Eigentlich sind diese Kontrollen an den Grenzen innerhalb des Schengenraumes nicht vorgesehen. Im September 2015 haben Österreich und Deutschland wegen der damals hohen Asylwerberzahlen die Kontrollen allerdings wieder eingeführt. Seither ist die Zahl der Asylanträge zwar deutlich zurückgegangen (von 88.340 im Jahr 2015 auf nur noch 13.400 2018). Die Grenzkontrollen wurden dennoch immer wieder verlängert.

"Latente Bedrohung durch Terrorismus"

Die aktuelle Verlängerung begründet Kickl in dem mit 6. April datierten Schreiben an die EU-Kommission sowie an die Innenminister der Schengen-Partner mit nach wie vor zu hohen Zahlen illegaler Migranten.

Außerdem gebe es in der gesamten EU eine "latente Bedrohung durch den Terrorismus", weil nach der Niederlage der Terrormiliz Islamischer Staat (IS) die Rückkehr von "Foreign Terrorist Fighters" aus den Kampfgebieten in Syrien und im Irak drohe.

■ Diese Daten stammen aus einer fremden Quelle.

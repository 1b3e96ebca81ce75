use bytes::Bytes;
use tokio::io::{AsyncReadExt, AsyncWriteExt, ReadHalf, WriteHalf};
use tokio::sync::mpsc;
use tokio::task::JoinHandle;
use tracing::{debug, trace};

use crate::net::BoxStream;
use crate::session::SessionEvent;

#[derive(Debug)]
pub enum DownstreamEvent {
    Data(Bytes),
    /// EOF on the downstream socket's read side
    Closed,
    Failed(anyhow::Error),
    WriteFailed(anyhow::Error),
}

#[derive(Debug)]
enum DownstreamCommand {
    Write(Bytes),
    Shutdown,
}

enum DownstreamState {
    /// the socket is not there yet (responding side, destination connection in progress)
    Connecting { queued: Vec<Bytes>, shutdown_requested: bool },
    Connected { commands: mpsc::UnboundedSender<DownstreamCommand> },
    /// data for the socket is dropped, either because writing failed or because there is no
    ///  socket to write to
    Discarding,
}

/// The session's socket on the far side from the tunnel: the user connection on the initiating
///  side, the destination connection on the responding side.
pub struct Downstream {
    state: DownstreamState,
    reader: Option<JoinHandle<()>>,
    writer: Option<JoinHandle<()>>,
}

impl Downstream {
    pub fn connecting() -> Downstream {
        Downstream {
            state: DownstreamState::Connecting { queued: Vec::new(), shutdown_requested: false },
            reader: None,
            writer: None,
        }
    }

    pub fn connected(stream: BoxStream, read_buffer_size: usize, events: mpsc::UnboundedSender<SessionEvent>) -> Downstream {
        let mut result = Downstream::connecting();
        result.connect(stream, read_buffer_size, events);
        result
    }

    /// Starts I/O on the socket once it is available. Data written before is passed on first.
    pub fn connect(&mut self, stream: BoxStream, read_buffer_size: usize, events: mpsc::UnboundedSender<SessionEvent>) {
        let (queued, shutdown_requested) = match &mut self.state {
            DownstreamState::Connecting { queued, shutdown_requested } => (std::mem::take(queued), *shutdown_requested),
            _ => {
                debug!("downstream socket is not needed any more - dropping it");
                return;
            }
        };

        let (read_half, write_half) = tokio::io::split(stream);
        let (commands, command_receiver) = mpsc::unbounded_channel();
        self.reader = Some(tokio::spawn(receive_loop(read_half, read_buffer_size, events.clone())));
        self.writer = Some(tokio::spawn(send_loop(write_half, command_receiver, events)));

        for data in queued {
            let _ = commands.send(DownstreamCommand::Write(data));
        }
        if shutdown_requested {
            let _ = commands.send(DownstreamCommand::Shutdown);
        }
        self.state = DownstreamState::Connected { commands };
    }

    pub fn write(&mut self, data: Bytes) {
        match &mut self.state {
            DownstreamState::Connecting { queued, .. } => queued.push(data),
            DownstreamState::Connected { commands } => {
                let _ = commands.send(DownstreamCommand::Write(data));
            }
            DownstreamState::Discarding => trace!("discarding {} bytes for the downstream socket", data.len()),
        }
    }

    /// Closes the socket's write side after everything written so far
    pub fn shutdown(&mut self) {
        match &mut self.state {
            DownstreamState::Connecting { shutdown_requested, .. } => *shutdown_requested = true,
            DownstreamState::Connected { commands } => {
                let _ = commands.send(DownstreamCommand::Shutdown);
            }
            DownstreamState::Discarding => {}
        }
    }

    pub fn discard(&mut self) {
        self.state = DownstreamState::Discarding;
    }

    #[cfg(test)]
    pub fn is_discarding(&self) -> bool {
        matches!(self.state, DownstreamState::Discarding)
    }

    /// Graceful close: pending writes are completed before the socket is closed
    pub fn close(mut self) {
        self.shutdown();
        if let Some(reader) = self.reader.take() {
            reader.abort();
        }
    }

    pub fn abort(mut self) {
        for handle in [self.reader.take(), self.writer.take()].into_iter().flatten() {
            handle.abort();
        }
    }
}

async fn receive_loop(mut read_half: ReadHalf<BoxStream>, read_buffer_size: usize, events: mpsc::UnboundedSender<SessionEvent>) {
    // data is copied out: it lives in the replay cache until acknowledged
    let mut buf = vec![0u8; read_buffer_size];
    loop {
        let event = match read_half.read(&mut buf).await {
            Ok(0) => DownstreamEvent::Closed,
            Ok(n) => DownstreamEvent::Data(Bytes::copy_from_slice(&buf[..n])),
            Err(e) => DownstreamEvent::Failed(e.into()),
        };

        let is_final = !matches!(event, DownstreamEvent::Data(_));
        if events.send(SessionEvent::Downstream(event)).is_err() || is_final {
            break;
        }
    }
    trace!("downstream receive loop terminated");
}

async fn send_loop(mut write_half: WriteHalf<BoxStream>, mut commands: mpsc::UnboundedReceiver<DownstreamCommand>, events: mpsc::UnboundedSender<SessionEvent>) {
    while let Some(command) = commands.recv().await {
        let result = match command {
            DownstreamCommand::Write(data) => write_half.write_all(&data).await,
            DownstreamCommand::Shutdown => {
                let result = write_half.shutdown().await;
                trace!("downstream write side shut down: {:?}", result);
                return;
            }
        };
        if let Err(e) = result {
            let _ = events.send(SessionEvent::Downstream(DownstreamEvent::WriteFailed(e.into())));
            return;
        }
    }
}
mod packet;
mod handshake;

pub use packet::{read_frame, Command, Frame, Packet, Payload, UNKNOWN_SESSION};
pub use handshake::{initiator_handshake, reject_unknown_session, responder_handshake, ClientHello, MAX_STRING_LEN};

Kickl rechnet weiters mit steigenden Aufgriffszahlen entlang der Balkanrouten und betont, dass die Verlängerung in der Koalition vereinbart wurde: "Jetzt keine Grenzkontrollen mehr durchzuführen, wäre das völlig falsche Signal."

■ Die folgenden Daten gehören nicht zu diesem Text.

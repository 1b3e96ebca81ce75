use std::time::Duration;
use anyhow::bail;

/// Protocol identifier exchanged in both directions at the start of every transport connection.
pub const DEFAULT_PROTOCOL_ID: &str = "persist-proxy 0.0.1";

/// Settings shared by the initiating and the responding side. Both ends of a tunnel should use
///  the same values, though only the protocol id is actually checked.
#[derive(Debug, Clone)]
pub struct TunnelConfig {
    pub protocol_id: String,

    /// Interval between PING packets on an active transport connection, and between checks
    ///  of the heartbeat timeout
    pub heartbeat_interval: Duration,
    /// A transport connection on which no packet was accepted for this long is considered
    ///  dead, even if the underlying socket looks fine
    pub heartbeat_timeout: Duration,

    /// Fixed delay before the initiating side tries to connect again after losing its
    ///  transport connection or failing to establish one
    pub reconnect_delay: Duration,
    /// Upper bound for a single low-level connect attempt (to a candidate tunnel server, or to
    ///  the destination)
    pub connect_timeout: Duration,
    /// Upper bound for the protocol id / identity exchange on a fresh transport connection
    pub handshake_timeout: Duration,
    /// Once END went out in both directions, a session waits at most this long for the peer's
    ///  acknowledgement of its own END. After that it ends anyway.
    pub end_linger: Duration,

    /// The receiver sends an ACK every time the number of accepted packets reaches a multiple
    ///  of this
    pub ack_interval: u64,

    /// Maximum length of a single SEND_PACKET payload. A peer sending more than this is
    ///  treated as a broken transport connection.
    pub max_packet_len: u32,
    /// Size of the buffer used for reading from the downstream socket. Every read produces
    ///  at most one SEND_PACKET.
    pub read_buffer_size: usize,
}

impl Default for TunnelConfig {
    fn default() -> Self {
        TunnelConfig {
            protocol_id: DEFAULT_PROTOCOL_ID.to_string(),
            heartbeat_interval: Duration::from_secs(1),
            heartbeat_timeout: Duration::from_secs(5),
            reconnect_delay: Duration::from_secs(1),
            connect_timeout: Duration::from_secs(10),
            handshake_timeout: Duration::from_secs(5),
            end_linger: Duration::from_secs(30),
            ack_interval: 10,
            max_packet_len: 16*1024*1024,
            read_buffer_size: 16*1024,
        }
    }
}

impl TunnelConfig {
    pub fn validate(&self) -> anyhow::Result<()> {
        if self.protocol_id.is_empty() || self.protocol_id.len() > crate::protocol::MAX_STRING_LEN {
            bail!("protocol id must be between 1 and {} bytes long", crate::protocol::MAX_STRING_LEN);
        }
        if self.heartbeat_interval.is_zero() {
            bail!("heartbeat interval must not be zero");
        }
        if self.heartbeat_timeout <= self.heartbeat_interval {
            bail!("heartbeat timeout ({:?}) must be longer than the heartbeat interval ({:?})", self.heartbeat_timeout, self.heartbeat_interval);
        }
        if self.connect_timeout.is_zero() || self.handshake_timeout.is_zero() {
            bail!("connect and handshake timeouts must not be zero");
        }
        if self.end_linger.is_zero() {
            bail!("END linger time must not be zero");
        }
        if self.ack_interval == 0 {
            bail!("ACK interval must not be zero");
        }
        if self.read_buffer_size == 0 || self.read_buffer_size > self.max_packet_len as usize {
            bail!("read buffer size must be between 1 and the maximum packet length ({})", self.max_packet_len);
        }
        Ok(())
    }
}

#[derive(Debug, Clone)]
pub struct ClientConfig {
    /// Tunnel server endpoints (`host:port`). All of them are tried concurrently on every
    ///  connect, and the first one to accept the connection is used.
    pub candidates: Vec<String>,
}

impl ClientConfig {
    pub fn validate(&self) -> anyhow::Result<()> {
        if self.candidates.is_empty() {
            bail!("at least one tunnel server endpoint is required");
        }
        Ok(())
    }
}

#[derive(Debug, Clone)]
pub struct ServerConfig {
    /// The service (`host:port`) that sessions are forwarded to
    pub destination: String,
}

"Krise wird Normalzustand"

Die NEOS reagieren auf Kickls Pläne empört: "Damit will Kickl die Krise zum Normalzustand machen. Dass er dafür mittlerweile auf mehr als abstruse Argumente zurückgreifen muss, zeigt, dass es ihm nicht um Lösungen, sondern einzig um populistische Showpolitik geht. Das ist ein direkter Angriff auf die Grundfreiheiten der Bürgerinnen und Bürger“, zeigt sich Claudia Gamon, NEOS-Spitzenkandidatin für die Europawahl, überaus verärgert.

Grenzkontrollen seien schlicht nicht mehr gerechtfertigt. "Nicht nur, dass dadurch lange Staus, Wartezeiten, Umsatzeinbußen für Betriebe und hohe Kosten für Einsatzkräfte entstehen, ist es auch rechtlich nicht haltbar. Schluss damit!", so Gamon in der Aussendung.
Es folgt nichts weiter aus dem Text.